> [Task] Would you go through the records below and copy each line with the string "primitive"?

> [Stored data]
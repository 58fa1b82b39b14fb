//! Base types, and states processing data records.

use alloc::{collections::BTreeMap, string::String, vec::Vec};

use thiserror::Error;

use crate::content::{DataField, DataMessage, DeveloperField, Scalar, Value};

use super::{
    definition::{ByteOrder, Definition, FieldLayout},
    header::RecordHeader,
};

/// A field declared a base type this decoder does not know.
#[derive(Debug, Clone, Copy, PartialEq, Eq, Error)]
#[error("Unsupported base type ({0:#04X}).")]
pub struct UnsupportedBaseType(pub u8);

/// Bits of a base type code identifying the base type.
const BASE_TYPE_NUMBER: u8 = 0x1F;

/// A base type, with its canonical code as the discriminant.
#[repr(u8)]
#[derive(Debug, Clone, Copy, PartialEq, Eq, Hash)]
pub enum BaseType {
    Enum = 0x00,
    SInt8 = 0x01,
    UInt8 = 0x02,
    SInt16 = 0x83,
    UInt16 = 0x84,
    SInt32 = 0x85,
    UInt32 = 0x86,
    String = 0x07,
    Float32 = 0x88,
    Float64 = 0x89,
    UInt8z = 0x0A,
    UInt16z = 0x8B,
    UInt32z = 0x8C,
    Byte = 0x0D,
    SInt64 = 0x8E,
    UInt64 = 0x8F,
    UInt64z = 0x90,
}

impl BaseType {
    /// Identify the base type of a base type code.
    pub fn from_code(code: u8) -> Result<Self, UnsupportedBaseType> {
        Ok(match code & BASE_TYPE_NUMBER {
            0x00 => Self::Enum,
            0x01 => Self::SInt8,
            0x02 => Self::UInt8,
            0x03 => Self::SInt16,
            0x04 => Self::UInt16,
            0x05 => Self::SInt32,
            0x06 => Self::UInt32,
            0x07 => Self::String,
            0x08 => Self::Float32,
            0x09 => Self::Float64,
            0x0A => Self::UInt8z,
            0x0B => Self::UInt16z,
            0x0C => Self::UInt32z,
            0x0D => Self::Byte,
            0x0E => Self::SInt64,
            0x0F => Self::UInt64,
            0x10 => Self::UInt64z,
            _ => Err(UnsupportedBaseType(code))?,
        })
    }

    pub fn code(self) -> u8 {
        self as u8
    }

    /// Size of one element of this base type, in bytes.
    pub fn width(self) -> usize {
        match self {
            Self::Enum | Self::SInt8 | Self::UInt8 | Self::String | Self::UInt8z | Self::Byte => 1,
            Self::SInt16 | Self::UInt16 | Self::UInt16z => 2,
            Self::SInt32 | Self::UInt32 | Self::Float32 | Self::UInt32z => 4,
            Self::Float64 | Self::SInt64 | Self::UInt64 | Self::UInt64z => 8,
        }
    }
}

pub trait FieldInner {
    /// The data storing this base type.
    type From;
    /// The primitive corresponding to this base type.
    type Into;

    /// Convert data of this base type to the corresponding primitive, if valid.
    fn from(r: Self::From, order: ByteOrder) -> Option<Self::Into>;
}

macro_rules! field_inner {
    (float $t:ident, $into:ident, $raw:ident, $(#[$attr:meta])*) => {
        $(#[$attr])*
        #[derive(Debug)]
        pub struct $t;

        impl FieldInner for $t {
            type From = [u8; size_of::<$raw>()];
            type Into = $into;

            fn from(r: Self::From, order: ByteOrder) -> Option<Self::Into> {
                let x = match order {
                    ByteOrder::Little => $raw::from_le_bytes(r),
                    ByteOrder::Big => $raw::from_be_bytes(r),
                };

                // Invalid floats are marked by a bit pattern, not a value.
                if x != $raw::MAX {
                    Some($into::from_bits(x))
                } else {
                    None
                }
            }
        }
    };
    ($t:ident, $into:ident, $invalid:expr, $(#[$attr:meta])*) => {
        $(#[$attr])*
        #[derive(Debug)]
        pub struct $t;

        impl FieldInner for $t {
            type From = [u8; size_of::<$into>()];
            type Into = $into;

            fn from(r: Self::From, order: ByteOrder) -> Option<Self::Into> {
                let x = match order {
                    ByteOrder::Little => $into::from_le_bytes(r),
                    ByteOrder::Big => $into::from_be_bytes(r),
                };

                if x != $invalid {
                    Some(x)
                } else {
                    None
                }
            }
        }
    };
}

field_inner!(U8, u8, u8::MAX, /** `uint8`, `enum`, `byte` */);
field_inner!(U8Z, u8, u8::MIN, /** `uint8z` */);
field_inner!(U16, u16, u16::MAX, /** `uint16` */);
field_inner!(U16Z, u16, u16::MIN, /** `uint16z` */);
field_inner!(U32, u32, u32::MAX, /** `uint32` */);
field_inner!(U32Z, u32, u32::MIN, /** `uint32z` */);
field_inner!(U64, u64, u64::MAX, /** `uint64` */);
field_inner!(U64Z, u64, u64::MIN, /** `uint64z` */);

field_inner!(I8, i8, i8::MAX, /** `sint8` */);
field_inner!(I16, i16, i16::MAX, /** `sint16` */);
field_inner!(I32, i32, i32::MAX, /** `sint32` */);
field_inner!(I64, i64, i64::MAX, /** `sint64` */);

field_inner!(float F32, f32, u32, /** `float32` */);
field_inner!(float F64, f64, u64, /** `float64` */);

/// Decode one element of a base type from a slice of exactly its width.
fn element<T: FieldInner<From = [u8; N]>, const N: usize>(
    _: T,
    r: &[u8],
    order: ByteOrder,
) -> Option<T::Into> {
    let mut raw = [0; N];
    raw.copy_from_slice(r);
    T::from(raw, order)
}

fn scalar(base_type: BaseType, r: &[u8], order: ByteOrder) -> Option<Scalar> {
    match base_type {
        BaseType::Enum | BaseType::UInt8 | BaseType::Byte => element(U8, r, order).map(Scalar::U8),
        BaseType::UInt8z | BaseType::String => element(U8Z, r, order).map(Scalar::U8),
        BaseType::UInt16 => element(U16, r, order).map(Scalar::U16),
        BaseType::UInt16z => element(U16Z, r, order).map(Scalar::U16),
        BaseType::UInt32 => element(U32, r, order).map(Scalar::U32),
        BaseType::UInt32z => element(U32Z, r, order).map(Scalar::U32),
        BaseType::UInt64 => element(U64, r, order).map(Scalar::U64),
        BaseType::UInt64z => element(U64Z, r, order).map(Scalar::U64),

        BaseType::SInt8 => element(I8, r, order).map(Scalar::I8),
        BaseType::SInt16 => element(I16, r, order).map(Scalar::I16),
        BaseType::SInt32 => element(I32, r, order).map(Scalar::I32),
        BaseType::SInt64 => element(I64, r, order).map(Scalar::I64),

        BaseType::Float32 => element(F32, r, order).map(Scalar::F32),
        BaseType::Float64 => element(F64, r, order).map(Scalar::F64),
    }
}

fn string(r: &[u8]) -> Option<Value> {
    let end = r.iter().position(|&b| b == 0).unwrap_or(r.len());
    let s = &r[..end];

    (!s.is_empty()).then(|| Value::String(String::from_utf8_lossy(s).into_owned()))
}

fn bytes(r: &[u8]) -> Option<Value> {
    (!r.iter().all(|&b| b == u8::MAX)).then(|| Value::Bytes(r.to_vec()))
}

/// Decode the bytes of a field as declared by its layout.
///
/// A field sized for several elements, or flagged as an array, decodes to
/// [`Value::Array`]. The value
/// is `None` if the field (or every element of it) held the 'invalid' marker
/// value.
pub fn decode_field(
    layout: &FieldLayout,
    r: &[u8],
    order: ByteOrder,
) -> Result<DataField, UnsupportedBaseType> {
    let base_type = layout.base_type()?;
    let width = base_type.width();

    let value = match base_type {
        BaseType::String => string(r),
        BaseType::Byte => bytes(r),
        _ if r.is_empty() || r.len() % width != 0 => {
            tracing::warn!(
                field = layout.number,
                size = layout.size,
                base_type = layout.base_type,
                "Field size is not a multiple of its base type width, keeping raw bytes."
            );
            bytes(r)
        }
        _ if r.len() == width && !layout.is_array() => {
            scalar(base_type, r, order).map(Value::Scalar)
        }
        _ => {
            let elements: Vec<_> = r
                .chunks_exact(width)
                .map(|c| scalar(base_type, c, order))
                .collect();

            elements
                .iter()
                .any(Option::is_some)
                .then_some(Value::Array(elements))
        }
    };

    Ok(DataField {
        base_type,
        value,
        units: None,
    })
}

/// State token to decode a data message.
#[derive(Debug)]
pub struct DataRecord {
    pub(super) local_message: u8,
    pub(super) time_offset: Option<u8>,
}

impl DataRecord {
    pub fn local_message(&self) -> u8 {
        self.local_message
    }

    /// The time offset carried by a compressed timestamp header.
    pub fn time_offset(&self) -> Option<u8> {
        self.time_offset
    }

    /// Transition to another state by decoding a data message laid out by a
    /// definition.
    ///
    /// Returns the decoded message, and a successor state token.
    ///
    /// # Panics
    ///
    /// Panics if `r` is shorter than [`Definition::data_size`].
    pub fn advance(
        self,
        definition: &Definition,
        r: &[u8],
    ) -> Result<(DataMessage, RecordHeader), UnsupportedBaseType> {
        debug_assert_eq!(r.len(), definition.data_size());

        let order = definition.byte_order;
        let mut rest = r;

        let mut fields = BTreeMap::new();
        for layout in &definition.fields {
            let (bytes, tail) = rest.split_at(usize::from(layout.size));
            fields.insert(layout.number, decode_field(layout, bytes, order)?);
            rest = tail;
        }

        let mut developer_fields = Vec::with_capacity(definition.developer_fields.len());
        for layout in &definition.developer_fields {
            let (bytes, tail) = rest.split_at(usize::from(layout.size));
            developer_fields.push(DeveloperField {
                number: layout.number,
                developer_data_index: layout.developer_data_index,
                bytes: bytes.to_vec(),
            });
            rest = tail;
        }

        let message = DataMessage {
            local_message: self.local_message,
            global_message: definition.global_message,
            time_offset: self.time_offset,
            fields,
            developer_fields,
        };

        Ok((message, RecordHeader(())))
    }
}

> [The completed task]
    /// The primitive corresponding to this base type.
    /// Convert data of this base type to the corresponding primitive, if valid.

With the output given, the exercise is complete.